Perfect Cheese Pizza

We give you two cheese pizza options, and you can make the perfect gluten-free pizza in just a few minutes if you keep some par-baked pizza crusts in the freezer. Made with Pamela’s Pizza Crust Mix.

Ingredients

    Yield:

    FOR THE CRUST:

    • 1 box Pamela's Pizza Crust Mix
    • 2¼ tsp yeast
    • 1 cup very warm water (100°F)
    • 2 TBSP olive oil
    • For dusting: Pizza Mix, rice flour, or cornmeal

    CLASSIC RED PIZZA TOPPINGS:

    • ¼ cup favorite pizza sauce
    • 1¼ cup mozzarella cheese, grated
    • ¾ cup sharp cheddar cheese, grated
    • Parmesan, finely grated (Optional)

    CLASSIC GREEN PIZZA TOPPINGS:

    • 3 TBSP basil pesto
    • ½ cup aged provolone cheese, grated
    • ½ cup fontina cheese, grated
    • Parmesan, finely grated (Optional)
Directions
    1. PIZZA DOUGH: In the bowl of a stand mixer, whisk together dry ingredients. Add liquids and mix on medium to combine for about 15 to 30 seconds. The pizza dough will be sticky. Scrape down the pizza dough into a ball in the bowl, lightly oil the dough, cover it with plastic wrap and let it rise for 1 to 2 hours until doubled. You can let the dough rest overnight in the refrigerator and form and bake the pizzas the next day. It is easier to rise, form, and par-bake crusts, then use them the next day or freeze them for later use. Wrap well in plastic wrap or a ziplock bag if keeping crusts overnight or freezing

    2. FORMING CRUST: When the pizza dough is doubled, divide the dough using a rubber spatula down the middle, leaving the dough puffy and trying not to deflate it. Sprinkle cornmeal on a large piece of parchment and form pizza by gently patting dough (with oiled fingers if necessary, or by using some extra Pizza Crust Mix or rice flour dusted on pizza dough) into a 9” circle. Allow crust to rise about 10 minutes while patting out the second dough while the oven pre-heats.
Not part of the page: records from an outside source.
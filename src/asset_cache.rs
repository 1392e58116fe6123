//! Offline cache for static assets (gallery images)
//!
//! Cache-then-network: a stored file is served without touching the
//! network, otherwise the asset is downloaded once and kept on disk.
//! Search and detail pages are never cached; they always go to the network.

use anyhow::{Context, Result};
use std::hash::{Hash, Hasher};
use std::path::PathBuf;
use std::time::{Duration, SystemTime};
use tracing::{debug, info};
use url::Url;

use crate::fetch::Fetcher;

/// Extensions treated as static assets
const STATIC_EXTENSIONS: &[&str] = &[
    "png", "jpg", "jpeg", "gif", "webp", "bmp", "svg", "ico", "css", "js", "woff", "woff2",
];

/// Where a served asset came from
#[derive(Debug, Clone, PartialEq, Eq)]
pub enum AssetSource {
    Cache,
    Network,
}

#[derive(Debug, Clone)]
pub struct CachedAsset {
    pub path: PathBuf,
    pub source: AssetSource,
}

/// Disk cache keyed by request URL
#[derive(Debug, Clone)]
pub struct AssetCache {
    dir: PathBuf,
    /// URL prefixes that must always go to the network
    network_only: Vec<String>,
    max_age: Duration,
}

impl AssetCache {
    /// Create the cache directory
    pub fn new(dir: PathBuf, network_only: Vec<String>, max_age_days: u64) -> Result<Self> {
        std::fs::create_dir_all(&dir)
            .with_context(|| format!("Failed to create asset cache directory {}", dir.display()))?;

        Ok(Self {
            dir,
            network_only,
            max_age: Duration::from_secs(max_age_days.saturating_mul(86_400)),
        })
    }

    /// Whether `url` may be served from the cache
    pub fn is_cacheable(&self, url: &str) -> bool {
        if self.network_only.iter().any(|prefix| url.starts_with(prefix.as_str())) {
            return false;
        }

        Url::parse(url)
            .ok()
            .and_then(|u| asset_extension(&u))
            .is_some()
    }

    /// Serve `url` from disk, downloading it through `fetcher` on a miss
    pub async fn fetch(&self, fetcher: &dyn Fetcher, url: &str) -> Result<CachedAsset> {
        if !self.is_cacheable(url) {
            anyhow::bail!("Not a cacheable static asset: {}", url);
        }

        let path = self.dir.join(url_to_filename(url));
        if tokio::fs::try_exists(&path).await.unwrap_or(false) {
            debug!(url, path = %path.display(), "asset served from cache");
            return Ok(CachedAsset {
                path,
                source: AssetSource::Cache,
            });
        }

        let bytes = fetcher
            .fetch_bytes(url)
            .await
            .with_context(|| format!("Failed to download {}", url))?;

        // Write to a temporary name first so a partial file is never served
        let partial = path.with_extension("partial");
        tokio::fs::write(&partial, &bytes)
            .await
            .context("Failed to write cached asset")?;
        tokio::fs::rename(&partial, &path)
            .await
            .context("Failed to finalize cached asset")?;

        debug!(url, bytes = bytes.len(), "asset cached");
        Ok(CachedAsset {
            path,
            source: AssetSource::Network,
        })
    }

    /// Remove cached files older than the configured max age
    pub async fn cleanup_old_files(&self) -> Result<usize> {
        let now = SystemTime::now();
        let mut removed = 0;

        let mut entries = tokio::fs::read_dir(&self.dir)
            .await
            .with_context(|| format!("Failed to read {}", self.dir.display()))?;

        while let Some(entry) = entries.next_entry().await? {
            let Ok(metadata) = entry.metadata().await else {
                continue;
            };
            if !metadata.is_file() {
                continue;
            }
            let expired = metadata
                .modified()
                .ok()
                .and_then(|modified| now.duration_since(modified).ok())
                .is_some_and(|age| age > self.max_age);
            if expired && tokio::fs::remove_file(entry.path()).await.is_ok() {
                removed += 1;
            }
        }

        if removed > 0 {
            info!(removed, "evicted old cached assets");
        }
        Ok(removed)
    }

    #[cfg(test)]
    pub fn dir(&self) -> &std::path::Path {
        &self.dir
    }
}

fn asset_extension(url: &Url) -> Option<String> {
    let last = url.path_segments()?.next_back()?;
    let (_, ext) = last.rsplit_once('.')?;
    let ext = ext.to_ascii_lowercase();
    STATIC_EXTENSIONS.contains(&ext.as_str()).then_some(ext)
}

/// Generate deterministic filename from URL
///
/// Format: {host}_{hash}.{ext}
/// Example: irc_fda_gov_ir_a3f8d912c0ffee11.jpg
fn url_to_filename(url: &str) -> String {
    let parsed = Url::parse(url).ok();

    let host = parsed
        .as_ref()
        .and_then(|u| u.host_str().map(String::from))
        .unwrap_or_else(|| "unknown".to_string());
    let clean_host = host.trim_start_matches("www.").replace('.', "_");

    let mut hasher = std::collections::hash_map::DefaultHasher::new();
    url.hash(&mut hasher);
    let hash = format!("{:016x}", hasher.finish());

    let ext = parsed
        .as_ref()
        .and_then(asset_extension)
        .unwrap_or_else(|| "bin".to_string());

    format!("{}_{}.{}", clean_host, hash, ext)
}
    3. PAR-BAKING: Pre-heat the pizza stone or pan (rimmed sheet pan turned upside down will work) in the top third of a pre-heated 475° oven. Slip the parchment with pizza crust onto the pizza stone and par-bake for 8 to 10 minutes. Remove parchment paper and throw it away.

    4. BAKING: After the crust is par-baked, spread sauce over the top of the crust, add cheese and distribute evenly, return pizza to stone and bake for 5 to 8 minutes until cheese is melted and the bottom is lightly browned in some places. Allow to rest for a few minutes before cutting.

    5. If using frozen par-baked pizza crust: preheat oven and pizza stone in the top third of the oven to 475°. Spread sauce on top of the frozen pizza crust, add cheese, and distribute evenly over the sauce. Bake for 8 to 10 minutes until the cheese is melted. Remove and allow to cool for a few minutes before cutting.

    © Pamela's Products, Inc.


    RECIPE NOTE

    If you don't have a stone or pan you can bake the pizza just on parchment right on the rack. If you don't have parchment you can spray a sheet pan with oil and sprinkle it with cornmeal before spreading the dough and allowing it to rise. Of course, you won't be able to pre-heat the pan but your pizza will still be delightfully chewy and crispy.

    The cheeses were chosen to complement the sauces and because they kept a great melting consistency that still hugged the crust. If you want to add a traditional touch, sprinkle some finely grated Parmesan over the top after final baking.